Our ancestors foraged for food because it was necessary. Today, food is in abundance, freeing up time for us to forage for information. Why are we… especially those with ADHD… prone to forage for information? Because it is pleasurable! You see, one of the key neurotransmitters that impacts the attention deficit hyperactivity disorder plight is dopamine, the reward neurotransmitter. It’s the reason we procreate, why we forage for food or seek anything pleasurable.

In my years of coaching, I’ve noticed many who would get on the Internet at night, losing track of time only to realize suddenly it’s 4 am. This pleasurable activity is seemingly addictive.
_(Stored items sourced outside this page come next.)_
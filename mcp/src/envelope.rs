//! Response envelope shared by every public operation.

use std::time::Instant;

use chrono::{DateTime, Utc};
use serde::{Deserialize, Serialize};

use crate::{
    core::{operation::Payload, session::SessionSnapshot},
    error::ErrorDescriptor,
};

/// Wall-clock bounds and elapsed time of one operation.
#[derive(Debug, Clone, PartialEq, Serialize, Deserialize)]
#[serde(rename_all = "camelCase")]
pub struct Timing {
    pub started_at: DateTime<Utc>,
    pub completed_at: DateTime<Utc>,
    pub duration_ms: f64,
}

/// Captures the start of an operation.
#[derive(Debug, Clone, Copy)]
pub struct Stopwatch {
    started_at: DateTime<Utc>,
    started: Instant,
}

impl Stopwatch {
    pub fn start() -> Self {
        Self {
            started_at: Utc::now(),
            started: Instant::now(),
        }
    }

    pub fn stop(&self) -> Timing {
        let elapsed = self.started.elapsed();
        Timing {
            started_at: self.started_at,
            completed_at: Utc::now(),
            duration_ms: elapsed.as_secs_f64() * 1000.0,
        }
    }
}

/// Outcome of any public operation.
///
/// Exactly one of `payload` and `error` is set, matching `success`.
#[derive(Debug, Clone, Serialize, Deserialize)]
#[serde(rename_all = "camelCase")]
pub struct OperationResult<T> {
    pub success: bool,
    pub payload: Option<T>,
    pub error: Option<ErrorDescriptor>,
    /// Session identity at the start of the call; `None` if there was none.
    #[serde(rename = "sessionSnapshot")]
    pub session: Option<SessionSnapshot>,
    pub timing: Timing,
}

impl<T> OperationResult<T> {
    pub fn ok(payload: T, session: Option<SessionSnapshot>, stopwatch: &Stopwatch) -> Self {
        Self {
            success: true,
            payload: Some(payload),
            error: None,
            session,
            timing: stopwatch.stop(),
        }
    }

    pub fn failed(
        error: ErrorDescriptor,
        session: Option<SessionSnapshot>,
        stopwatch: &Stopwatch,
    ) -> Self {
        Self {
            success: false,
            payload: None,
            error: Some(error),
            session,
            timing: stopwatch.stop(),
        }
    }

    pub fn into_result(self) -> Result<T, ErrorDescriptor> {
        match (self.payload, self.error) {
            (Some(payload), _) if self.success => Ok(payload),
            (_, Some(error)) => Err(error),
            _ => Err(ErrorDescriptor::new(
                crate::error::ErrorKind::ExecutionError,
                "operation produced neither payload nor error",
            )),
        }
    }

    pub fn map<U>(self, f: impl FnOnce(T) -> U) -> OperationResult<U> {
        OperationResult {
            success: self.success,
            payload: self.payload.map(f),
            error: self.error,
            session: self.session,
            timing: self.timing,
        }
    }
}

impl<T: Into<Payload>> OperationResult<T> {
    /// Erase the payload type so all operations share one wire shape.
    pub fn into_untyped(self) -> OperationResult<Payload> {
        self.map(Into::into)
    }
}

#[cfg(test)]
mod tests {
    use serde_json::json;

    use super::*;
    use crate::{
        core::{metrics::CounterSnapshot, session::SessionStatus, LifecycleState},
        error::ErrorKind,
    };

    fn idle_status() -> SessionStatus {
        SessionStatus {
            connected: false,
            lifecycle: LifecycleState::Idle,
            session: None,
            counters: CounterSnapshot::default(),
            connected_for_secs: None,
        }
    }

    #[test]
    fn test_timing_is_ordered() {
        let stopwatch = Stopwatch::start();
        let timing = stopwatch.stop();
        assert!(timing.completed_at >= timing.started_at);
        assert!(timing.duration_ms >= 0.0);
    }

    #[test]
    fn test_success_shape() {
        let result = OperationResult::ok(idle_status(), None, &Stopwatch::start()).into_untyped();
        let value = serde_json::to_value(&result).unwrap();

        assert_eq!(value["success"], true);
        assert_eq!(value["payload"]["type"], "status");
        assert_eq!(value["payload"]["connected"], false);
        assert_eq!(value["error"], json!(null));
        assert_eq!(value.get("sessionSnapshot"), Some(&json!(null)));
        assert!(value.get("session").is_none());
        assert!(value["timing"]["durationMs"].is_number());
    }

    #[test]
    fn test_failure_shape() {
        let result: OperationResult<SessionStatus> =
            OperationResult::failed(ErrorDescriptor::not_connected(), None, &Stopwatch::start());
        let value = serde_json::to_value(result.clone().into_untyped()).unwrap();

        assert_eq!(value["success"], false);
        assert_eq!(value["payload"], json!(null));
        assert_eq!(value["error"]["kind"], "not_connected");

        let err = result.into_result().unwrap_err();
        assert_eq!(err.kind, ErrorKind::NotConnected);
    }
}
//! Configuration loading and management

use std::path::PathBuf;
use std::time::Duration;

use anyhow::{anyhow, Context, Result};

use crate::geo::DistanceFormula;
use crate::position::WatchOptions;

/// Daemon configuration
#[derive(Debug, Clone)]
pub struct Config {
    /// Directory for preferences and the default alarm sound
    pub data_dir: PathBuf,

    /// Default alarm sound, used unless the user picks a file
    pub alarm_sound: PathBuf,

    /// Program used to play sound files
    pub player: String,

    /// Hold a screen wake lock while monitoring
    pub keep_awake: bool,

    /// Fixes older than this are never used for arming decisions
    pub max_staleness: Duration,

    /// Per-fix timeout of the position subscription
    pub fix_timeout: Duration,

    pub distance_formula: DistanceFormula,
}

impl Config {
    /// Load configuration from environment and defaults
    pub fn load() -> Result<Self> {
        Self::from_lookup(|key| std::env::var(key).ok())
    }

    /// Build a configuration from an arbitrary variable lookup
    pub fn from_lookup(lookup: impl Fn(&str) -> Option<String>) -> Result<Self> {
        let data_dir = match lookup("GEOFENCE_DATA_DIR") {
            Some(dir) => PathBuf::from(dir),
            None => {
                let home = lookup("HOME").context("HOME is not set")?;
                PathBuf::from(home)
                    .join(".local")
                    .join("share")
                    .join("geofence-alarm")
            }
        };

        let alarm_sound = lookup("GEOFENCE_ALARM_SOUND")
            .map(PathBuf::from)
            .unwrap_or_else(|| data_dir.join("default-alarm.wav"));

        let player = lookup("GEOFENCE_PLAYER").unwrap_or_else(|| "paplay".to_string());

        let keep_awake = match lookup("GEOFENCE_KEEP_AWAKE") {
            Some(v) => parse_bool(&v).context("GEOFENCE_KEEP_AWAKE")?,
            None => false,
        };

        let defaults = WatchOptions::default();
        let max_staleness = millis(&lookup, "GEOFENCE_MAX_STALENESS_MS", defaults.max_staleness)?;
        let fix_timeout = millis(&lookup, "GEOFENCE_FIX_TIMEOUT_MS", defaults.timeout)?;

        let distance_formula = match lookup("GEOFENCE_DISTANCE") {
            Some(v) => v
                .parse::<DistanceFormula>()
                .map_err(|e| anyhow!("GEOFENCE_DISTANCE: {e}"))?,
            None => DistanceFormula::default(),
        };

        Ok(Self {
            data_dir,
            alarm_sound,
            player,
            keep_awake,
            max_staleness,
            fix_timeout,
            distance_formula,
        })
    }

    /// Path of the preference file
    pub fn prefs_path(&self) -> PathBuf {
        self.data_dir.join("preferences.json")
    }

    /// Position subscription options derived from this configuration
    pub fn watch_options(&self) -> WatchOptions {
        WatchOptions {
            high_accuracy: true,
            max_staleness: self.max_staleness,
            timeout: self.fix_timeout,
        }
    }

    /// Ensure data directory exists
    pub fn ensure_dirs(&self) -> Result<()> {
        std::fs::create_dir_all(&self.data_dir)?;
        Ok(())
    }
}

fn parse_bool(value: &str) -> Result<bool> {
    match value.trim().to_ascii_lowercase().as_str() {
        "1" | "true" | "yes" | "on" => Ok(true),
        "0" | "false" | "no" | "off" => Ok(false),
        other => Err(anyhow!("expected a boolean, got '{other}'")),
    }
}

fn millis(
    lookup: &impl Fn(&str) -> Option<String>,
    key: &str,
    default: Duration,
) -> Result<Duration> {
    match lookup(key) {
        Some(v) => {
            let ms: u64 = v
                .trim()
                .parse()
                .with_context(|| format!("{key} must be a number of milliseconds"))?;
            if ms == 0 {
                return Err(anyhow!("{key} must be greater than zero"));
            }
            Ok(Duration::from_millis(ms))
        }
        None => Ok(default),
    }
}

#[cfg(test)]
mod tests {
    use super::*;
    use std::collections::HashMap;

    fn lookup_from(vars: &[(&str, &str)]) -> impl Fn(&str) -> Option<String> {
        let vars: HashMap<String, String> = vars
            .iter()
            .map(|(k, v)| (k.to_string(), v.to_string()))
            .collect();
        move |key: &str| vars.get(key).cloned()
    }

    #[test]
    fn test_config_defaults() {
        let config = Config::from_lookup(lookup_from(&[("HOME", "/home/alice")])).unwrap();
        assert_eq!(
            config.data_dir,
            PathBuf::from("/home/alice/.local/share/geofence-alarm")
        );
        assert!(config.alarm_sound.ends_with("default-alarm.wav"));
        assert!(config.prefs_path().ends_with("preferences.json"));
        assert_eq!(config.player, "paplay");
        assert!(!config.keep_awake);
        assert_eq!(config.watch_options(), WatchOptions::default());
        assert_eq!(config.distance_formula, DistanceFormula::Haversine);
    }

    #[test]
    fn test_config_overrides() {
        let config = Config::from_lookup(lookup_from(&[
            ("GEOFENCE_DATA_DIR", "/var/lib/geofence"),
            ("GEOFENCE_KEEP_AWAKE", "yes"),
            ("GEOFENCE_MAX_STALENESS_MS", "5000"),
            ("GEOFENCE_DISTANCE", "cosines"),
        ]))
        .unwrap();
        assert_eq!(config.data_dir, PathBuf::from("/var/lib/geofence"));
        assert!(config.keep_awake);
        assert_eq!(config.max_staleness, Duration::from_secs(5));
        assert_eq!(config.distance_formula, DistanceFormula::Cosines);
    }

    #[test]
    fn test_invalid_values_are_errors() {
        assert!(Config::from_lookup(lookup_from(&[])).is_err());
        assert!(Config::from_lookup(lookup_from(&[
            ("HOME", "/root"),
            ("GEOFENCE_FIX_TIMEOUT_MS", "soon"),
        ]))
        .is_err());
        assert!(Config::from_lookup(lookup_from(&[
            ("HOME", "/root"),
            ("GEOFENCE_KEEP_AWAKE", "maybe"),
        ]))
        .is_err());
        assert!(Config::from_lookup(lookup_from(&[
            ("HOME", "/root"),
            ("GEOFENCE_FIX_TIMEOUT_MS", "0"),
        ]))
        .is_err());
        assert!(Config::from_lookup(lookup_from(&[
            ("HOME", "/root"),
            ("GEOFENCE_MAX_STALENESS_MS", "0"),
        ]))
        .is_err());
    }
}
While learning is a good thing, often I find those with ADHD get lost in it, so lost that it has a negative impact on their lives.

This motivated me to produce an Attention Talk Video on the topic ( and to write this article printed in the April 2020 edition of Attention Magazine. We all agree that the quest for knowledge is good, but if we are not careful, it can impact our lives negatively. I encourage you to read this article and keep in mind your life balance.   Read the PDF here:  Foraging for Information

2 thoughts on “ADHD: Foraging for Information

  1. I have ADHD, take meds, then off…then on… then off.. .I will soon be 71 and would like your thoughts about when/ever, (age) do people no longer take meds. My biggest concern is elevated blood pressure, next concern is getting/staying asleep.
    I am under a doctors care and review meds with him everty three months, when on meds. No matter all the things I try, which are helpful, I still become scattered very easily. I am my husbands fulltime care giver, he has alzhimers, but I feel like I can barely handle myself! I am just getting back on meds after 9 monthes of not taking them and would like your thoughts.I am not asking for medical advice.

    1. I’m not sure there is a right answer to your question, as it depends on the individual. From my perspective, I see it through the lens of “quality of life.” When should you stop? When it negatively affects your quality of life. Of course, the answer to that is subjective. Hope this helps. Thanks for your comment.